- _PROBLEM TO SOLVE_
Below is a set of records. Repeat all of them exactly.

- _RAW DATA_
──────────────────────────────

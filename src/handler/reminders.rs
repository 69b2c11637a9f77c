//! Reminder-owner operations.
//!
//! The trigger points an API layer calls when a user manages medicine
//! reminders or registers a browser for push. Persisting the reminder is
//! the primary effect and its errors propagate; schedule expansion is a
//! best-effort side channel whose failures are logged, never surfaced to
//! the owner. The owner only ever notices a scheduling problem as a
//! missing notification.

use std::future::Future;

use tracing::error;

use crate::{
    configuration::{AppState, State},
    error::Error,
    handler::expansion,
    model::{MedicineReminder, NewMedicineReminder, PushSubscription},
    types::SubscriptionData,
};

/// Seam between the owner operations and their schedule side effects, the
/// way `PushClient` seams the wire. The live implementation delegates to
/// the expansion engine; tests substitute a recorder.
pub trait ScheduleEffects: Send + Sync {
    /// Removes the future, unsent rows still carried under a reminder name.
    fn purge(
        &self,
        user_id: String,
        reminder_key: String,
    ) -> impl Future<Output = Result<u64, Error>> + Send;

    /// Expands a reminder into schedule rows for its future occurrences.
    fn expand(
        &self,
        reminder: &MedicineReminder,
    ) -> impl Future<Output = Result<u64, Error>> + Send;

    /// Removes every row carried under a reminder name, sent or not.
    fn remove_all(
        &self,
        user_id: String,
        reminder_key: String,
    ) -> impl Future<Output = Result<u64, Error>> + Send;
}

impl ScheduleEffects for AppState<State> {
    async fn purge(
        &self,
        user_id: String,
        reminder_key: String,
    ) -> Result<u64, Error> {
        expansion::purge_previous(self, user_id, reminder_key).await
    }

    async fn expand(&self, reminder: &MedicineReminder) -> Result<u64, Error> {
        expansion::create_expansion(self, reminder).await
    }

    async fn remove_all(
        &self,
        user_id: String,
        reminder_key: String,
    ) -> Result<u64, Error> {
        expansion::delete_expansion(self, user_id, reminder_key).await
    }
}

/// Registers (or refreshes) a browser push endpoint for a user.
pub async fn register_subscription(
    app_state: &AppState<State>,
    user_id: String,
    subscription: SubscriptionData,
) -> Result<PushSubscription, Error> {
    let sub = app_state
        .database
        .push_subscription
        .upsert_by_endpoint(subscription, user_id)
        .await?;

    Ok(sub)
}

/// Saves a new reminder and expands it into schedule rows.
pub async fn create_reminder(
    app_state: &AppState<State>,
    user_id: String,
    reminder: NewMedicineReminder,
) -> Result<MedicineReminder, Error> {
    let saved = app_state
        .database
        .medicine_reminder
        .insert(user_id, reminder)
        .await?;

    if let Err(e) = app_state.expand(&saved).await {
        error!(
            "Expansion failed for new reminder {} (user {}): {}",
            saved.name, saved.user_id, e
        );
    }

    Ok(saved)
}

pub async fn list_reminders(
    app_state: &AppState<State>,
    user_id: String,
) -> Result<Vec<MedicineReminder>, Error> {
    let reminders = app_state
        .database
        .medicine_reminder
        .get_by_user(user_id)
        .await?;

    Ok(reminders)
}

/// The scheduling protocol of an edit: purge the future unsent rows tied
/// to the previous name, persist through `persist`, then re-expand under
/// the new definition. Scheduling failures are logged, never surfaced.
///
/// The purge and the re-expansion are separate statements with the
/// persist in between; a crash in that window leaves the reminder
/// under-scheduled until it is edited again.
async fn apply_edit<S, F, Fut>(
    effects: &S,
    previous: &MedicineReminder,
    persist: F,
) -> Result<Option<MedicineReminder>, Error>
where
    S: ScheduleEffects,
    F: FnOnce() -> Fut,
    Fut: Future<Output = Result<Option<MedicineReminder>, Error>>,
{
    if let Err(e) = effects
        .purge(previous.user_id.to_owned(), previous.name.to_owned())
        .await
    {
        error!(
            "Failed to purge stale schedules for reminder {} (user {}): {}",
            previous.name, previous.user_id, e
        );
    }

    let Some(updated) = persist().await? else {
        return Ok(None);
    };

    if let Err(e) = effects.expand(&updated).await {
        error!(
            "Expansion failed for updated reminder {} (user {}): {}",
            updated.name, updated.user_id, e
        );
    }

    Ok(Some(updated))
}

/// Applies an edit: purge the future unsent rows tied to the previous
/// name, persist the update, then re-expand under the new definition.
pub async fn update_reminder(
    app_state: &AppState<State>,
    id: i64,
    user_id: String,
    update: NewMedicineReminder,
) -> Result<Option<MedicineReminder>, Error> {
    let existing = app_state
        .database
        .medicine_reminder
        .get_by_id(id, user_id.to_owned())
        .await?;

    let Some(existing) = existing else {
        return Ok(None);
    };

    apply_edit(app_state, &existing, move || async move {
        Ok(app_state
            .database
            .medicine_reminder
            .update(id, user_id, update)
            .await?)
    })
    .await
}

/// Cleans up the schedule rows of a deleted reminder. Cleanup failures
/// are logged and reported as zero rows removed.
async fn cleanup_after_delete<S: ScheduleEffects>(
    effects: &S,
    deleted: &MedicineReminder,
) -> u64 {
    match effects
        .remove_all(deleted.user_id.to_owned(), deleted.name.to_owned())
        .await
    {
        Ok(removed) => removed,
        Err(e) => {
            error!(
                "Schedule cleanup failed for deleted reminder {} (user {}): {}",
                deleted.name, deleted.user_id, e
            );
            0
        },
    }
}

/// Deletes a reminder and all of its schedule rows. Returns the removed
/// schedule count, or None when the reminder does not exist.
pub async fn delete_reminder(
    app_state: &AppState<State>,
    id: i64,
    user_id: String,
) -> Result<Option<u64>, Error> {
    let deleted = app_state
        .database
        .medicine_reminder
        .delete(id, user_id)
        .await?;

    let Some(deleted) = deleted else {
        return Ok(None);
    };

    let removed = cleanup_after_delete(app_state, &deleted).await;

    Ok(Some(removed))
}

──────────────────────────────

- _TASK OUTPUT_
filename src/handler/reminders.rs
repository 69b2c11637a9f77c
//! Reminder-owner operations.
//!
//! The trigger points an API layer calls when a user manages medicine
//! reminders or registers a browser for push. Persisting the reminder is
//! the primary effect and its errors propagate; schedule expansion is a
//! best-effort side channel whose failures are logged, never surfaced to
//! the owner. The owner only ever notices a scheduling problem as a
//! missing notification.

use std::future::Future;

use tracing::error;

use crate::{
    configuration::{AppState, State},
    error::Error,
    handler::expansion,
    model::{MedicineReminder, NewMedicineReminder, PushSubscription},
    types::SubscriptionData,
};

/// Seam between the owner operations and their schedule side effects, the
/// way `PushClient` seams the wire. The live implementation delegates to
/// the expansion engine; tests substitute a recorder.
pub trait ScheduleEffects: Send + Sync {
    /// Removes the future, unsent rows still carried under a reminder name.
    fn purge(
        &self,
        user_id: String,
        reminder_key: String,
    ) -> impl Future<Output = Result<u64, Error>> + Send;

    /// Expands a reminder into schedule rows for its future occurrences.
    fn expand(
        &self,
        reminder: &MedicineReminder,
    ) -> impl Future<Output = Result<u64, Error>> + Send;

    /// Removes every row carried under a reminder name, sent or not.
    fn remove_all(
        &self,
        user_id: String,
        reminder_key: String,
    ) -> impl Future<Output = Result<u64, Error>> + Send;
}

impl ScheduleEffects for AppState<State> {
    async fn purge(
        &self,
        user_id: String,
        reminder_key: String,
    ) -> Result<u64, Error> {
        expansion::purge_previous(self, user_id, reminder_key).await
    }

    async fn expand(&self, reminder: &MedicineReminder) -> Result<u64, Error> {
        expansion::create_expansion(self, reminder).await
    }

    async fn remove_all(
        &self,
        user_id: String,
        reminder_key: String,
    ) -> Result<u64, Error> {
        expansion::delete_expansion(self, user_id, reminder_key).await
    }
}

/// Registers (or refreshes) a browser push endpoint for a user.
pub async fn register_subscription(
    app_state: &AppState<State>,
    user_id: String,
    subscription: SubscriptionData,
) -> Result<PushSubscription, Error> {
    let sub = app_state
        .database
        .push_subscription
        .upsert_by_endpoint(subscription, user_id)
        .await?;

    Ok(sub)
}

/// Saves a new reminder and expands it into schedule rows.
pub async fn create_reminder(
    app_state: &AppState<State>,
    user_id: String,
    reminder: NewMedicineReminder,
) -> Result<MedicineReminder, Error> {
    let saved = app_state
        .database
        .medicine_reminder
        .insert(user_id, reminder)
        .await?;

    if let Err(e) = app_state.expand(&saved).await {
        error!(
            "Expansion failed for new reminder {} (user {}): {}",
            saved.name, saved.user_id, e
        );
    }

    Ok(saved)
}

pub async fn list_reminders(
    app_state: &AppState<State>,
    user_id: String,
) -> Result<Vec<MedicineReminder>, Error> {
    let reminders = app_state
        .database
        .medicine_reminder
        .get_by_user(user_id)
        .await?;

    Ok(reminders)
}

/// The scheduling protocol of an edit: purge the future unsent rows tied
/// to the previous name, persist through `persist`, then re-expand under
/// the new definition. Scheduling failures are logged, never surfaced.
///
/// The purge and the re-expansion are separate statements with the
/// persist in between; a crash in that window leaves the reminder
/// under-scheduled until it is edited again.
async fn apply_edit<S, F, Fut>(
    effects: &S,
    previous: &MedicineReminder,
    persist: F,
) -> Result<Option<MedicineReminder>, Error>
where
    S: ScheduleEffects,
    F: FnOnce() -> Fut,
    Fut: Future<Output = Result<Option<MedicineReminder>, Error>>,
{
    if let Err(e) = effects
        .purge(previous.user_id.to_owned(), previous.name.to_owned())
        .await
    {
        error!(
            "Failed to purge stale schedules for reminder {} (user {}): {}",
            previous.name, previous.user_id, e
        );
    }

    let Some(updated) = persist().await? else {
        return Ok(None);
    };

    if let Err(e) = effects.expand(&updated).await {
        error!(
            "Expansion failed for updated reminder {} (user {}): {}",
            updated.name, updated.user_id, e
        );
    }

    Ok(Some(updated))
}

/// Applies an edit: purge the future unsent rows tied to the previous
/// name, persist the update, then re-expand under the new definition.
pub async fn update_reminder(
    app_state: &AppState<State>,
    id: i64,
    user_id: String,
    update: NewMedicineReminder,
) -> Result<Option<MedicineReminder>, Error> {
    let existing = app_state
        .database
        .medicine_reminder
        .get_by_id(id, user_id.to_owned())
        .await?;

    let Some(existing) = existing else {
        return Ok(None);
    };

    apply_edit(app_state, &existing, move || async move {
        Ok(app_state
            .database
            .medicine_reminder
            .update(id, user_id, update)
            .await?)
    })
    .await
}

/// Cleans up the schedule rows of a deleted reminder. Cleanup failures
/// are logged and reported as zero rows removed.
async fn cleanup_after_delete<S: ScheduleEffects>(
    effects: &S,
    deleted: &MedicineReminder,
) -> u64 {
    match effects
        .remove_all(deleted.user_id.to_owned(), deleted.name.to_owned())
        .await
    {
        Ok(removed) => removed,
        Err(e) => {
            error!(
                "Schedule cleanup failed for deleted reminder {} (user {}): {}",
                deleted.name, deleted.user_id, e
            );
            0
        },
    }
}

/// Deletes a reminder and all of its schedule rows. Returns the removed
/// schedule count, or None when the reminder does not exist.
pub async fn delete_reminder(
    app_state: &AppState<State>,
    id: i64,
    user_id: String,
) -> Result<Option<u64>, Error> {
    let deleted = app_state
        .database
        .medicine_reminder
        .delete(id, user_id)
        .await?;

    let Some(deleted) = deleted else {
        return Ok(None);
    };

    let removed = cleanup_after_delete(app_state, &deleted).await;

    Ok(Some(removed))
}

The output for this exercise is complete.